Projected track for Tomas developed by the Navy Research Laboratory, based on NOAA observations and data, showing the cyclone as it has started moving toward the northwest in the first phase of what is forecast as a recurving motion toward the north and then the northeast.

One model has Tomas stalling between Cuba, Jamaica and Hispaniola, other models see some re-strengthening of the storm and it re-curves northeastward, yet another model predicts Tomas will go back toward the northwest once it is over the Atlantic east of the Bahamas.  The only aspect of the cyclone over which there is little uncertainty is that as it re-curves and gets closer to Hispaniola the potential for large amounts of rain over Haiti and the Dominican Republic and eastern Cuba appear to be high, this in turn raises the potential for flash floods and mud slides that could cause widespread damage in certain areas. Given the large number of still homeless population victim of the earthquake in Haiti, who are living in makeshift shelters and camps, we may have a potential human disaster in the making.

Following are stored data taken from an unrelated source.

//! Bearer token verification shared by the HTTP layer and the relay
//! server's in-band authentication.

use jsonwebtoken::{decode, DecodingKey, Validation};
use serde::{Deserialize, Serialize};

#[derive(Debug, Clone, Serialize, Deserialize)]
pub struct Claims {
    #[serde(rename = "userId")]
    pub user_id: String,
    pub username: Option<String>,
    pub exp: usize,
}

/// Verify a compact JWT and return its claims.
pub fn verify_token(secret: &str, token: &str) -> Result<Claims, jsonwebtoken::errors::Error> {
    let data = decode::<Claims>(
        token,
        &DecodingKey::from_secret(secret.as_bytes()),
        &Validation::default(),
    )?;
    Ok(data.claims)
}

Clearly, emergency plans and preparedness actions need to be activated in these vulnerable communities.

Composite of several satellite views on 3 November 2010 to create a global mosaic showing the eastern Pacific, Caribbean, Atlantic, and Indian Ocean basins as well as equatorial Africa. This view shows water vapor in the atmpshere, which hels visualize the various atmospheric features interacting with Tomas and affecting its organization, intensity and track.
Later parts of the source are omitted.